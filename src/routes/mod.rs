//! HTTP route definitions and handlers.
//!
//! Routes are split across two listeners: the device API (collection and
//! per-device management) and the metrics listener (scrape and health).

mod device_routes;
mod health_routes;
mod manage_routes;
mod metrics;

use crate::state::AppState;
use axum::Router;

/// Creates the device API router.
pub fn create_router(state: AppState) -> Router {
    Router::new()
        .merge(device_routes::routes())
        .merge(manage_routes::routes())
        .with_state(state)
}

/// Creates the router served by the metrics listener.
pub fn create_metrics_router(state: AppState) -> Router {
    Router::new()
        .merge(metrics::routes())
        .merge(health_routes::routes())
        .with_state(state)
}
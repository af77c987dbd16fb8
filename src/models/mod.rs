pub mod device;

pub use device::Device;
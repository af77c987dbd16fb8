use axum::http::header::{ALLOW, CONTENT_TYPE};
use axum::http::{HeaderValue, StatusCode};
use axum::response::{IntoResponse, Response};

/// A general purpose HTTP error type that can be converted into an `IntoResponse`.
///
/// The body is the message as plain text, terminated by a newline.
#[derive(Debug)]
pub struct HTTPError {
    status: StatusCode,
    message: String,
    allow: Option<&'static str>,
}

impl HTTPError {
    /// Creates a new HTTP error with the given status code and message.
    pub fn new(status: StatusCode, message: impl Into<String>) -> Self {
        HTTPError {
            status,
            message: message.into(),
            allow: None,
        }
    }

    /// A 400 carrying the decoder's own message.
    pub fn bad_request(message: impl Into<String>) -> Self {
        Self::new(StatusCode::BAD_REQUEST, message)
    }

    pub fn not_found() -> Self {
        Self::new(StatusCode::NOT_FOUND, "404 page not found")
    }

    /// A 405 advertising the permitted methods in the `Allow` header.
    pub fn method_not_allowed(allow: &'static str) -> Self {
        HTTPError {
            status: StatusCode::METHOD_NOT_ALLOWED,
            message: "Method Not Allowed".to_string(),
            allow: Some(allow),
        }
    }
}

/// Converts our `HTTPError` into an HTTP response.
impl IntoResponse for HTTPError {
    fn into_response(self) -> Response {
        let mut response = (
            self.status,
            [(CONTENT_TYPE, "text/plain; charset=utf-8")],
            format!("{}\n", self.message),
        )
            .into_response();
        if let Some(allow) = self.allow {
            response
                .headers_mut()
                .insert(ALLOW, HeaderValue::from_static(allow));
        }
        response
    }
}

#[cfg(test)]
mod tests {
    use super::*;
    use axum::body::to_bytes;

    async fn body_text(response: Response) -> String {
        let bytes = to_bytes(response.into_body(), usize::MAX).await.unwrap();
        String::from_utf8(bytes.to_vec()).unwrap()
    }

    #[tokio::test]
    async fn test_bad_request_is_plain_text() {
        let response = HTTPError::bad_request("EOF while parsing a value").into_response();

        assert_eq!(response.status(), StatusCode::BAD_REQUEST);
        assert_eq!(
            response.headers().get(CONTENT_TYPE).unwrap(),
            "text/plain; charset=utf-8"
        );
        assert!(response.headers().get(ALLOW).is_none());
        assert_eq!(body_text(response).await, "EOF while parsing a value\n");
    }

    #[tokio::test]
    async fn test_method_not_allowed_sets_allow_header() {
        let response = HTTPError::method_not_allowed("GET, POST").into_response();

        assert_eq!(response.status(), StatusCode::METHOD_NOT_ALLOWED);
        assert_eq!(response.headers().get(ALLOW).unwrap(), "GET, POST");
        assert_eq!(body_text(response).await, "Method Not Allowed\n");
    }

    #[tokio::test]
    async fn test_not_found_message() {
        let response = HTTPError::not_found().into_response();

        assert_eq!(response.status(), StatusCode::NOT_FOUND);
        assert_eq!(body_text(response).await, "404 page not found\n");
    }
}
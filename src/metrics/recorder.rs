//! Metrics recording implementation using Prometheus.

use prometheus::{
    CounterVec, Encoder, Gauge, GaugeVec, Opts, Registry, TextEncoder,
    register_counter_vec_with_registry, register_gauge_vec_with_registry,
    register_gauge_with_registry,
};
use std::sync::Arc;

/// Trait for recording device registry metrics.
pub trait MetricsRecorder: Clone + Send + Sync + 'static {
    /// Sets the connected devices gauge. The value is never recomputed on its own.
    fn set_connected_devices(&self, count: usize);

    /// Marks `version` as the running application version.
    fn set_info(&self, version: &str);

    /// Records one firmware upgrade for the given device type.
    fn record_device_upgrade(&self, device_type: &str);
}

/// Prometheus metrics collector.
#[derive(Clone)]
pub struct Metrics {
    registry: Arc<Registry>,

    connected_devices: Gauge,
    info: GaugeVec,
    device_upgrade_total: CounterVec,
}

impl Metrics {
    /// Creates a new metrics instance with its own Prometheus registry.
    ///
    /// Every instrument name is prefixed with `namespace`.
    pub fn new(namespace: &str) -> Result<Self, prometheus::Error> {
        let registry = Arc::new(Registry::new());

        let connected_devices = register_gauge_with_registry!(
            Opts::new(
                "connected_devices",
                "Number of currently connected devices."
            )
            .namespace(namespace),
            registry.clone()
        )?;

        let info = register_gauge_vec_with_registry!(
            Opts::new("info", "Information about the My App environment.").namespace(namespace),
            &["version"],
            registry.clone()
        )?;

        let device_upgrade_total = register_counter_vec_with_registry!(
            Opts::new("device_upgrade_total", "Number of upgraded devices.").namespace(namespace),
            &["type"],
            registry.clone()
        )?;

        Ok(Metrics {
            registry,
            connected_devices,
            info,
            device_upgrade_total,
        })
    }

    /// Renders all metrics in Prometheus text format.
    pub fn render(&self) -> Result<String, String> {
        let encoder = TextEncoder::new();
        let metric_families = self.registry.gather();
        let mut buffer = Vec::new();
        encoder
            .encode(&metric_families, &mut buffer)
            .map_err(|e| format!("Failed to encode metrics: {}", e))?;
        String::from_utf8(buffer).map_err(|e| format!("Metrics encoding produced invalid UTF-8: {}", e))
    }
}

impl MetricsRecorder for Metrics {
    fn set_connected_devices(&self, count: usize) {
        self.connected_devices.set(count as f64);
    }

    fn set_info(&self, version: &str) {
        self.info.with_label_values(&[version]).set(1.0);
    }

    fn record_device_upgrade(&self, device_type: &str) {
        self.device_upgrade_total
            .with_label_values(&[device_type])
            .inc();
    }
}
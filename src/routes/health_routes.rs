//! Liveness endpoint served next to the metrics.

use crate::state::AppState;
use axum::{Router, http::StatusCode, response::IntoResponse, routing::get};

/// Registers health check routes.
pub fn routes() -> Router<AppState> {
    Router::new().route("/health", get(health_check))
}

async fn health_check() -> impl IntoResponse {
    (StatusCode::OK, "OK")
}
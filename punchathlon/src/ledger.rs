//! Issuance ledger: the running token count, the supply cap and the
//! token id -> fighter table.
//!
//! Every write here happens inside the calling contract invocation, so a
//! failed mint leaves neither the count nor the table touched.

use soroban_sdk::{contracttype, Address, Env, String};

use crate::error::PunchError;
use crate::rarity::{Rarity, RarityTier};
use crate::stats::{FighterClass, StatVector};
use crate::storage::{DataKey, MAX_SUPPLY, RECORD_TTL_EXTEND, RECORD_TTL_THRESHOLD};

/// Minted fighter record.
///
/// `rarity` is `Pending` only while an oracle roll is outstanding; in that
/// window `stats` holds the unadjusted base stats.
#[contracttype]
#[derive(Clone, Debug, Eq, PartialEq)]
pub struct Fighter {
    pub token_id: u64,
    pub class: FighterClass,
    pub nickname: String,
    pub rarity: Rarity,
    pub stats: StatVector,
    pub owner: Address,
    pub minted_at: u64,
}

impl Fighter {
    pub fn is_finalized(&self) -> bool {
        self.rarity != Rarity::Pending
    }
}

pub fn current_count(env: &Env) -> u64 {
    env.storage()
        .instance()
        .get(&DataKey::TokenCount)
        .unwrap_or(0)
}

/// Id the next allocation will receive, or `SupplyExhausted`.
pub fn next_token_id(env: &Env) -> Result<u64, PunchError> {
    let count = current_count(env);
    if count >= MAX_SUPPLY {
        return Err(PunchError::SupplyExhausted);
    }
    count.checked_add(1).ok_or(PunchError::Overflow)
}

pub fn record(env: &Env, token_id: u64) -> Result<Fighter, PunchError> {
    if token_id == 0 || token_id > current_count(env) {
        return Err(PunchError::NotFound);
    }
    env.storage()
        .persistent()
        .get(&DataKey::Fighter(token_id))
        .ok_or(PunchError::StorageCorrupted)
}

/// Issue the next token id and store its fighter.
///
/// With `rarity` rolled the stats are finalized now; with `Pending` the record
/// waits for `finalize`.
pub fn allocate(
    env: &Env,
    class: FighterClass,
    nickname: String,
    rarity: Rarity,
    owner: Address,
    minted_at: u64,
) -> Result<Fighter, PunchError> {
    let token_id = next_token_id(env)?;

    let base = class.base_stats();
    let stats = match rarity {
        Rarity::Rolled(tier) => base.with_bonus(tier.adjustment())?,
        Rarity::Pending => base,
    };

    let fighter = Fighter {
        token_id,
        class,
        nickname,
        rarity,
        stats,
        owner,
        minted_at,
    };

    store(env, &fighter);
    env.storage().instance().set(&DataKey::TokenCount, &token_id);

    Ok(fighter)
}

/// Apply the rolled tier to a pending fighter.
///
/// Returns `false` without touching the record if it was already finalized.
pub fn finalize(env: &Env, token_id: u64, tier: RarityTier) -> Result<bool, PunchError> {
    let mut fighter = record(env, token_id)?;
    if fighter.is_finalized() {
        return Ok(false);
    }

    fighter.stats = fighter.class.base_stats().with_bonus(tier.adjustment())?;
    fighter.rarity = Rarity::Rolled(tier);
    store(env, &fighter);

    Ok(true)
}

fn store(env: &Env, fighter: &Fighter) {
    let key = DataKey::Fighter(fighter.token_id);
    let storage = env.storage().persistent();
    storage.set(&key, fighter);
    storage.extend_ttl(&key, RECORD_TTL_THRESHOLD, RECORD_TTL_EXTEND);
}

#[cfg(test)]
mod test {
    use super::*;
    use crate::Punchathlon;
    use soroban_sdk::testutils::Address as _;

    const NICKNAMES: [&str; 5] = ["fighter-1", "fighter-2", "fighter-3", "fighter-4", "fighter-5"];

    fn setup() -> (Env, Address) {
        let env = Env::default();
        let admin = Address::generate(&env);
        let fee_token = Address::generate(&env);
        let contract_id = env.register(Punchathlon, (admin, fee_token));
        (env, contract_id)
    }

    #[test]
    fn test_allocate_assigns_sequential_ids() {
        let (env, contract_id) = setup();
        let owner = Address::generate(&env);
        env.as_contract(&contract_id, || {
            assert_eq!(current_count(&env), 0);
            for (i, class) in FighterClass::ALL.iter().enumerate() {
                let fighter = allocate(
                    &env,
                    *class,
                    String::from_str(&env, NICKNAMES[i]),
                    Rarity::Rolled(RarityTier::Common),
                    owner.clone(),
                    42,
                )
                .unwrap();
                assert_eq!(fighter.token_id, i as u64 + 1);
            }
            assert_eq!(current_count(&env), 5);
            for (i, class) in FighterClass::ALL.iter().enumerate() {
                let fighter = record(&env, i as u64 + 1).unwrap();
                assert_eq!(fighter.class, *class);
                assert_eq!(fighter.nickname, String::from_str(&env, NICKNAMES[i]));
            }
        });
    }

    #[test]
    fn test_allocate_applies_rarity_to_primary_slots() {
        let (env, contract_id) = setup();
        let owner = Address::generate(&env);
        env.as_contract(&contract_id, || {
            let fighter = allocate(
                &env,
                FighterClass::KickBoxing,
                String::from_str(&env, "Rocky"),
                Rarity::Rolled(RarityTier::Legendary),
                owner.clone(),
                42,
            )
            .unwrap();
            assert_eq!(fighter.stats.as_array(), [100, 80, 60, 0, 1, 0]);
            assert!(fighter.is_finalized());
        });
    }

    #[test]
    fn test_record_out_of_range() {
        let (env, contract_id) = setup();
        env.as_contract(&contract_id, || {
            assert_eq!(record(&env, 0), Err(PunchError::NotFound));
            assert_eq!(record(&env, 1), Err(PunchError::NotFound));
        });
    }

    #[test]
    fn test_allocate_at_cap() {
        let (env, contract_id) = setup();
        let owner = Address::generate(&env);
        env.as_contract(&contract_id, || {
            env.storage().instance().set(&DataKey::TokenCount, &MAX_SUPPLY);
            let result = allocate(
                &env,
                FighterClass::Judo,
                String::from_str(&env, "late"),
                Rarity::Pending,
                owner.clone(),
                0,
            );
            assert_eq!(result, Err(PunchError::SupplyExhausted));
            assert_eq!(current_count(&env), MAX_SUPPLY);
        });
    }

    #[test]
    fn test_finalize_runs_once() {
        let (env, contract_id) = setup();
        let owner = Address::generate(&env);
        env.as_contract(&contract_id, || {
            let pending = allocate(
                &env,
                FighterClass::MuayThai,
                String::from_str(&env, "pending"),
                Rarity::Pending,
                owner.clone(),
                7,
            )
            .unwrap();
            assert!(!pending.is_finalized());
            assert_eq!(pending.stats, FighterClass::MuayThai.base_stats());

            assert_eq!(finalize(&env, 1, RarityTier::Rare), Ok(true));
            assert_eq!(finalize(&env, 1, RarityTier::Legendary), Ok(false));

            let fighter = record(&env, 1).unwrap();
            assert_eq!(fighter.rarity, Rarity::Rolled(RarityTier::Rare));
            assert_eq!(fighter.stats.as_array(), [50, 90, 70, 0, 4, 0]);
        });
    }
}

■ ■ ■

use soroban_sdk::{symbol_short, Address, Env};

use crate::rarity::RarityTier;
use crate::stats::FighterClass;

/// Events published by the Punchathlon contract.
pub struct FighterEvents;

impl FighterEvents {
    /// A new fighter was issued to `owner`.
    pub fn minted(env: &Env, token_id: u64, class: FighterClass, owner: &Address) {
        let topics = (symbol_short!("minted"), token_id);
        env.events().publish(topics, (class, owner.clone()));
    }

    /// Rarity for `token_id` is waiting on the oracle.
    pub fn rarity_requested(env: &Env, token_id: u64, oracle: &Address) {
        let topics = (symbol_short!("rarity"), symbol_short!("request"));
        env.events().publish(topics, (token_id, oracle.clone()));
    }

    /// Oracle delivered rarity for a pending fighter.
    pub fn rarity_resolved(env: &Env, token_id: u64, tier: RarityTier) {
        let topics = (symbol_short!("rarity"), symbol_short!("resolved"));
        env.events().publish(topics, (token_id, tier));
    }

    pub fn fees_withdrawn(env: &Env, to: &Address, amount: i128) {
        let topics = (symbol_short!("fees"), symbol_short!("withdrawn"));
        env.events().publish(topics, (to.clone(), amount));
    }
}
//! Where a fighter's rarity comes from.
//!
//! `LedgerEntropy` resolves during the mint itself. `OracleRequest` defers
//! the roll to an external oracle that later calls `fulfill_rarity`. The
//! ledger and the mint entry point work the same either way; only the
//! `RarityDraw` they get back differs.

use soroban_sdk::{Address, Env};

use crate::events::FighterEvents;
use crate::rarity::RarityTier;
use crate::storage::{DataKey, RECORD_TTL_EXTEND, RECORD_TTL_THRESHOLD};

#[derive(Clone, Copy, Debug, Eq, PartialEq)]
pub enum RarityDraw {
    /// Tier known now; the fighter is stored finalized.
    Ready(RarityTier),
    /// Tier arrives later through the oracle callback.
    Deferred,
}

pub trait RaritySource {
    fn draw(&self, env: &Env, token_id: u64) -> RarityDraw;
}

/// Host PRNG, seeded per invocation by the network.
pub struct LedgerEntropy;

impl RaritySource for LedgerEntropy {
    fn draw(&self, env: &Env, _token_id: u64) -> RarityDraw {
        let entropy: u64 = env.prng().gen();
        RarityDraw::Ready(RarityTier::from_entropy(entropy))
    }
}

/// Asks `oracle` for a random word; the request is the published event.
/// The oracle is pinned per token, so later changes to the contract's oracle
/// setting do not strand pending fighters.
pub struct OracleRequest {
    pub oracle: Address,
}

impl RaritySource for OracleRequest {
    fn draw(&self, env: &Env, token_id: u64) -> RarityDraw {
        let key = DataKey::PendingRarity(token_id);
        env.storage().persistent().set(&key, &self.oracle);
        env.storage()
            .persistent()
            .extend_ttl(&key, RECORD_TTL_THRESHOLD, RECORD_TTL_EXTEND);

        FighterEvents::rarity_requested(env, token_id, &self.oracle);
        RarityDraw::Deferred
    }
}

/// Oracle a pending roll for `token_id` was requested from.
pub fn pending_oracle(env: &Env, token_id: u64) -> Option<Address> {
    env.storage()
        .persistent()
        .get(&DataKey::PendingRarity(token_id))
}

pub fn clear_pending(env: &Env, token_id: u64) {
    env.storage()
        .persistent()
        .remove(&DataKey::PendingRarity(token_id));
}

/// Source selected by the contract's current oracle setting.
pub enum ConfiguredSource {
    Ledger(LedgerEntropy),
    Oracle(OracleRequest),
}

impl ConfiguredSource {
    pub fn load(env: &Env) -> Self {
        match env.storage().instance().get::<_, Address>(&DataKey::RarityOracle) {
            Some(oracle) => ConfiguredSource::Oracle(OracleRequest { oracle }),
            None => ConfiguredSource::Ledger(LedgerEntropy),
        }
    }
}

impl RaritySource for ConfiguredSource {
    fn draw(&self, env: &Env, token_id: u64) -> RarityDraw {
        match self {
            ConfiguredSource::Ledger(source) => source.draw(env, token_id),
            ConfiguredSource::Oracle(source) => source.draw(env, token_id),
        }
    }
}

■ ■ ■

Show me all lines in the records that contain "parsing".

        let response = HTTPError::bad_request("EOF while parsing a value").into_response();
        assert_eq!(body_text(response).await, "EOF while parsing a value\n");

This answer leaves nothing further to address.